The Rivera family also wore wonderful Mexican clothing. The more traditional embroidered clothes worn by Coco, Miguel’s mother, Frida Kahlo, and Tia Victoria (the skeleton with the blue top) are accurate, beautiful examples of the textile work of Oaxaca and neighboring states. On the modern side, the bright make-up on one of Miguel’s aunts was spot on and the green shirt his uncle wears looks suspiciously like a popular futbol jersey. The simple style of the apron Abuelita wears is sold on every street corner and is often used by older women or house help.

I was so happy when I saw the red paint on the lower half of the walls in Miguel’s pueblo. I don’t know the specific purpose or tradition behind this, but it is common in many of the smaller towns in Mexico. Towards the beginning, Miguel is trying to play in the talent show being advertised and performed in el mirador (gazebo). Though many American towns likely had a gazebo in the park a century ago, just about every Mexican town still has one, often a beautiful iron-wrought structure used for festivities, shows, etc. in the main plaza.

It was so refreshing to not only hear the expected Spanish (abuela, gracias, amigo), but also some of the regional, casual expressions used in everyday conversation in Mexico. Miguel at one point exclaims “¡Que padre!” which doesn’t translate correctly, but means “How cool!” Hector refers to Miguel several times as chamaco, an expression which I heard often in Oaxaca, which means “kid”.

While Abuelita hitting the Mariachi man with her sandal is humorous, it is not just a cartoon gag. Hitting a child with a sandal (la chancla) is a traditional form of discipline (especially coming from the mother or grandmother) in Mexico and other Latin-American countries. It would be similar to threatening to use “the belt” in the U.S.

Overall, the movie shows the importance of family in Mexican culture, including the elderly and even deceased. It was interesting that though the movie is very spiritual (in a literal sense), it does not really address religion.
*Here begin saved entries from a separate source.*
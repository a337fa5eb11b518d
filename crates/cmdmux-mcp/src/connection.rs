//! Per-server connection state machine
//!
//! ```text
//!  Disconnected ──begin_connect──► Connecting ──► Connected
//!        ▲                              │              │
//!        │                              ▼              │
//!        └────────── disconnect ◄──── Failed ◄─────────┘ (disconnect only)
//! ```
//!
//! Every connect attempt bumps `generation`. Updates carrying an older
//! generation (a late handshake, a transport that closed after being
//! replaced) are dropped.
//!
//! Status changes are emitted after the state lock is released, so event
//! subscribers may read the client back.

use std::sync::Arc;

use cmdmux_core::{ConnectionStatus, DomainEvent, EventSender};
use dashmap::DashMap;
use parking_lot::RwLock;
use serde_json::Value;
use tokio::sync::{oneshot, Mutex};
use tracing::{debug, info, warn};

use crate::error::ProtocolError;
use crate::features::ServerInfo;
use crate::transport::{Connector, Transport};

pub(crate) type PendingSender = oneshot::Sender<Result<Value, ProtocolError>>;

struct ConnectionState {
    status: ConnectionStatus,
    transport: Option<Arc<dyn Transport>>,
    /// The transport reported itself closed
    transport_closed: bool,
    last_error: Option<String>,
    server_info: Option<ServerInfo>,
    generation: u64,
}

/// One named server connection
pub(crate) struct Connection {
    name: String,
    connector: Arc<dyn Connector>,
    state: RwLock<ConnectionState>,
    pending: DashMap<u64, PendingSender>,
    /// Serializes connect/disconnect of this connection
    lifecycle: Mutex<()>,
    events: EventSender,
}

impl Connection {
    pub(crate) fn new(name: String, connector: Arc<dyn Connector>, events: EventSender) -> Self {
        Self {
            name,
            connector,
            state: RwLock::new(ConnectionState {
                status: ConnectionStatus::Disconnected,
                transport: None,
                transport_closed: false,
                last_error: None,
                server_info: None,
                generation: 0,
            }),
            pending: DashMap::new(),
            lifecycle: Mutex::new(()),
            events,
        }
    }

    pub(crate) fn name(&self) -> &str {
        &self.name
    }

    pub(crate) fn connector(&self) -> &Arc<dyn Connector> {
        &self.connector
    }

    pub(crate) fn lifecycle(&self) -> &Mutex<()> {
        &self.lifecycle
    }

    pub(crate) fn status(&self) -> ConnectionStatus {
        self.state.read().status
    }

    pub(crate) fn generation(&self) -> u64 {
        self.state.read().generation
    }

    pub(crate) fn last_error(&self) -> Option<String> {
        self.state.read().last_error.clone()
    }

    pub(crate) fn server_info(&self) -> Option<ServerInfo> {
        self.state.read().server_info.clone()
    }

    pub(crate) fn pending_count(&self) -> usize {
        self.pending.len()
    }

    fn check_transition(
        &self,
        state: &ConnectionState,
        to: ConnectionStatus,
    ) -> Result<(), ProtocolError> {
        if state.status.can_transition_to(to) {
            return Ok(());
        }
        warn!(
            server = %self.name,
            from = %state.status,
            to = %to,
            "[Connection] Rejected illegal status transition"
        );
        Err(ProtocolError::InvalidTransition {
            server: self.name.clone(),
            from: state.status,
            to,
        })
    }

    fn emit_status(&self, status: ConnectionStatus, generation: u64, message: Option<String>) {
        self.events.emit(DomainEvent::ConnectionStatusChanged {
            server: self.name.clone(),
            status,
            generation,
            message,
        });
    }

    /// Disconnected -> Connecting. Returns the new generation.
    pub(crate) fn begin_connect(&self) -> Result<u64, ProtocolError> {
        let generation = {
            let mut state = self.state.write();
            self.check_transition(&state, ConnectionStatus::Connecting)?;
            state.status = ConnectionStatus::Connecting;
            state.generation += 1;
            state.transport = None;
            state.transport_closed = false;
            state.last_error = None;
            state.server_info = None;
            state.generation
        };

        debug!(server = %self.name, generation, "[Connection] Connecting");
        self.emit_status(ConnectionStatus::Connecting, generation, None);
        Ok(generation)
    }

    /// Store the transport opened for `generation`.
    ///
    /// Returns false if that attempt is no longer current.
    pub(crate) fn attach_transport(&self, generation: u64, transport: Arc<dyn Transport>) -> bool {
        let mut state = self.state.write();
        if state.generation != generation || state.status != ConnectionStatus::Connecting {
            return false;
        }
        state.transport = Some(transport);
        true
    }

    /// Connecting -> Connected
    pub(crate) fn mark_connected(&self, generation: u64, info: ServerInfo) -> Result<(), ProtocolError> {
        {
            let mut state = self.state.write();
            if state.generation != generation {
                debug!(server = %self.name, generation, "[Connection] Ignoring stale handshake");
                return Ok(());
            }
            self.check_transition(&state, ConnectionStatus::Connected)?;
            state.status = ConnectionStatus::Connected;
            state.server_info = Some(info);
        }

        info!(server = %self.name, generation, "[Connection] Connected");
        self.emit_status(ConnectionStatus::Connected, generation, None);
        Ok(())
    }

    /// Connecting -> Failed. Returns the transport so the caller can close it.
    pub(crate) fn mark_failed(
        &self,
        generation: u64,
        error: &ProtocolError,
    ) -> Result<Option<Arc<dyn Transport>>, ProtocolError> {
        let transport = {
            let mut state = self.state.write();
            if state.generation != generation {
                return Ok(None);
            }
            self.check_transition(&state, ConnectionStatus::Failed)?;
            state.status = ConnectionStatus::Failed;
            state.last_error = Some(error.to_string());
            state.transport.take()
        };

        self.fail_pending(error);
        warn!(server = %self.name, generation, error = %error, "[Connection] Connection failed");
        self.emit_status(ConnectionStatus::Failed, generation, Some(error.to_string()));
        Ok(transport)
    }

    /// Connected | Failed -> Disconnected. A disconnected connection is left alone.
    ///
    /// Returns the transport so the caller can close it.
    pub(crate) fn mark_disconnected(&self) -> Result<Option<Arc<dyn Transport>>, ProtocolError> {
        let (transport, generation) = {
            let mut state = self.state.write();
            if state.status == ConnectionStatus::Disconnected {
                return Ok(None);
            }
            self.check_transition(&state, ConnectionStatus::Disconnected)?;
            state.status = ConnectionStatus::Disconnected;
            state.server_info = None;
            (state.transport.take(), state.generation)
        };

        self.fail_pending(&ProtocolError::Transport {
            server: self.name.clone(),
            message: "connection disconnected".to_string(),
        });
        info!(server = %self.name, generation, "[Connection] Disconnected");
        self.emit_status(ConnectionStatus::Disconnected, generation, None);
        Ok(transport)
    }

    /// The transport of `generation` closed on its own.
    ///
    /// Status is left as is; requests fail fast until the caller reconnects.
    pub(crate) fn mark_transport_closed(&self, generation: u64, reason: Option<String>) {
        let message = reason.unwrap_or_else(|| "transport closed".to_string());
        {
            let mut state = self.state.write();
            if state.generation != generation || state.transport_closed {
                return;
            }
            state.transport_closed = true;
            state.last_error = Some(message.clone());
        }

        warn!(server = %self.name, generation, reason = %message, "[Connection] Transport closed");
        self.fail_pending(&ProtocolError::Transport {
            server: self.name.clone(),
            message,
        });
    }

    /// Transport to send on.
    ///
    /// Normal requests need `Connected`; the handshake runs while `Connecting`.
    pub(crate) fn transport_for(&self, handshake: bool) -> Result<Arc<dyn Transport>, ProtocolError> {
        let state = self.state.read();
        let ready = match state.status {
            ConnectionStatus::Connected => true,
            ConnectionStatus::Connecting => handshake,
            _ => false,
        };
        if !ready {
            return Err(ProtocolError::NotConnected {
                server: self.name.clone(),
                status: state.status,
            });
        }
        if state.transport_closed {
            return Err(ProtocolError::Transport {
                server: self.name.clone(),
                message: state
                    .last_error
                    .clone()
                    .unwrap_or_else(|| "transport closed".to_string()),
            });
        }
        state.transport.clone().ok_or_else(|| ProtocolError::NotConnected {
            server: self.name.clone(),
            status: state.status,
        })
    }

    pub(crate) fn is_transport_closed(&self) -> bool {
        self.state.read().transport_closed
    }

    /// Register a pending request slot
    pub(crate) fn register(&self, id: u64) -> oneshot::Receiver<Result<Value, ProtocolError>> {
        let (tx, rx) = oneshot::channel();
        self.pending.insert(id, tx);
        rx
    }

    /// Settle the pending request `id`. Returns false if nobody is waiting.
    pub(crate) fn resolve(&self, id: u64, result: Result<Value, ProtocolError>) -> bool {
        match self.pending.remove(&id) {
            Some((_, sender)) => sender.send(result).is_ok(),
            None => false,
        }
    }

    pub(crate) fn forget(&self, id: u64) {
        self.pending.remove(&id);
    }

    fn fail_pending(&self, error: &ProtocolError) {
        let ids: Vec<u64> = self.pending.iter().map(|entry| *entry.key()).collect();
        for id in ids {
            if let Some((_, sender)) = self.pending.remove(&id) {
                let _ = sender.send(Err(error.clone()));
            }
        }
    }
}

/// Removes a pending slot when the request finishes, times out or is dropped
pub(crate) struct PendingGuard<'a> {
    connection: &'a Connection,
    id: u64,
}

impl<'a> PendingGuard<'a> {
    pub(crate) fn new(connection: &'a Connection, id: u64) -> Self {
        Self { connection, id }
    }
}

impl Drop for PendingGuard<'_> {
    fn drop(&mut self) {
        self.connection.forget(self.id);
    }
}
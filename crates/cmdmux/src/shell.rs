//! CommandShell - owner of the orchestration layer
//!
//! Wires one event bus, one protocol client and one dispatcher together with
//! an explicit lifecycle:
//!
//! ```text
//! builder(config) ─► build() ─► connect() ─► submit()* ─► drain() ─► shutdown()
//! ```
//!
//! Commands named `server_tool` run on the matching server; everything else
//! goes to the fallback executor.

use std::sync::Arc;

use cmdmux_core::{
    CommandError, CommandExecutor, CommandId, CommandPayload, CommandResult, CommandTicket,
    ConfigError, Dispatcher, DispatcherSettings, EventBus, HistoryEntry, OrchestratorConfig,
};
use cmdmux_mcp::{ClientSettings, ConnectOptions, ConnectReport, Connector, ProtocolClient, ProtocolError};
use tracing::info;

use crate::executor::ProtocolExecutor;

pub struct CommandShellBuilder {
    config: OrchestratorConfig,
    servers: Vec<(String, Arc<dyn Connector>)>,
    fallback: Option<Arc<dyn CommandExecutor>>,
    event_bus: Option<EventBus>,
}

impl CommandShellBuilder {
    /// Add a server connection. Names must not contain `_`.
    pub fn server(mut self, name: impl Into<String>, connector: Arc<dyn Connector>) -> Self {
        self.servers.push((name.into(), connector));
        self
    }

    /// Executor for commands that don't name a server tool
    pub fn executor(mut self, fallback: Arc<dyn CommandExecutor>) -> Self {
        self.fallback = Some(fallback);
        self
    }

    /// Use an existing bus instead of a fresh one
    pub fn event_bus(mut self, bus: EventBus) -> Self {
        self.event_bus = Some(bus);
        self
    }

    /// Validate the configuration and start the dispatcher.
    ///
    /// Must be called from within a tokio runtime.
    pub fn build(self) -> Result<CommandShell, ConfigError> {
        self.config.validate()?;
        for (name, _) in &self.servers {
            if name.is_empty() || name.contains('_') {
                return Err(ConfigError::Invalid(format!(
                    "server name {:?} must be non-empty and must not contain '_'",
                    name
                )));
            }
        }
        for name in &self.config.required_connections {
            if !self.servers.iter().any(|(server, _)| server == name) {
                return Err(ConfigError::Invalid(format!(
                    "required connection {:?} is not a configured server",
                    name
                )));
            }
        }

        let events = self.event_bus.unwrap_or_default();
        let client = ProtocolClient::new(
            self.servers,
            ClientSettings::from(&self.config),
            events.sender(),
        );
        let executor: Arc<dyn CommandExecutor> =
            Arc::new(ProtocolExecutor::new(client.clone(), self.fallback));
        let dispatcher = Dispatcher::start(
            DispatcherSettings::from(&self.config),
            executor,
            events.sender(),
        );

        info!(
            servers = client.connection_names().len(),
            concurrency = self.config.concurrency,
            "[CommandShell] Ready"
        );
        Ok(CommandShell {
            config: self.config,
            events,
            client,
            dispatcher,
        })
    }
}

pub struct CommandShell {
    config: OrchestratorConfig,
    events: EventBus,
    client: ProtocolClient,
    dispatcher: Dispatcher,
}

impl CommandShell {
    pub fn builder(config: OrchestratorConfig) -> CommandShellBuilder {
        CommandShellBuilder {
            config,
            servers: Vec::new(),
            fallback: None,
            event_bus: None,
        }
    }

    /// Connect every configured server using the configured timeout and
    /// required connections.
    pub async fn connect(&self) -> Result<ConnectReport, ProtocolError> {
        self.client
            .connect(None, ConnectOptions::from_config(&self.config))
            .await
    }

    /// Queue a command. Higher priorities run first.
    pub fn submit(&self, payload: CommandPayload, priority: i32) -> Result<CommandTicket, CommandError> {
        self.dispatcher.submit(payload, priority)
    }

    /// Queue a command and wait for its result
    pub async fn run(&self, payload: CommandPayload, priority: i32) -> CommandResult {
        self.submit(payload, priority)?.await
    }

    /// Cancel a command that has not started
    pub fn cancel(&self, id: CommandId) -> bool {
        self.dispatcher.try_cancel(id)
    }

    /// Wait until no command is pending or running
    pub async fn drain(&self) {
        self.dispatcher.drain().await
    }

    /// Executed commands, oldest first
    pub fn history(&self) -> Vec<HistoryEntry> {
        self.dispatcher.history()
    }

    pub fn client(&self) -> &ProtocolClient {
        &self.client
    }

    pub fn events(&self) -> &EventBus {
        &self.events
    }

    pub fn config(&self) -> &OrchestratorConfig {
        &self.config
    }

    /// Stop accepting work, cancel pending commands, wait for running ones,
    /// then disconnect every server.
    pub async fn shutdown(&self) {
        info!("[CommandShell] Shutting down");
        self.dispatcher.shutdown().await;
        self.client.shutdown().await;
    }
}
Day of the Dead is celebrated by Mexican Catholics (and mostly avoided by the much smaller percentage of Protestants) and is a combination of Prehispanic traditions and Catholic beliefs. In the world of the dead, there are a few clips that show the base of the world being the Aztec pyramids similar to those found near Mexico city, perhaps hinting about the Prehispanic origins of the holiday.

The manner Pixar presents the deceased in this film is not frightening for children, but it definitely could raise some questions about what happens when someone dies. It left me a little sad remembering that many people believe what they do on earth somehow affects those who have died. The idea of second chances after death is also deceptive. Each person must make their own choices about their actions and beliefs while living, which will determine whether they spend eternal life in heaven or hell. No amount of being remembered or honored will ease the pain of hell. Neither will any dishonor or forgetfulness lessen the joy of being in the presence of God.

Photos are my own.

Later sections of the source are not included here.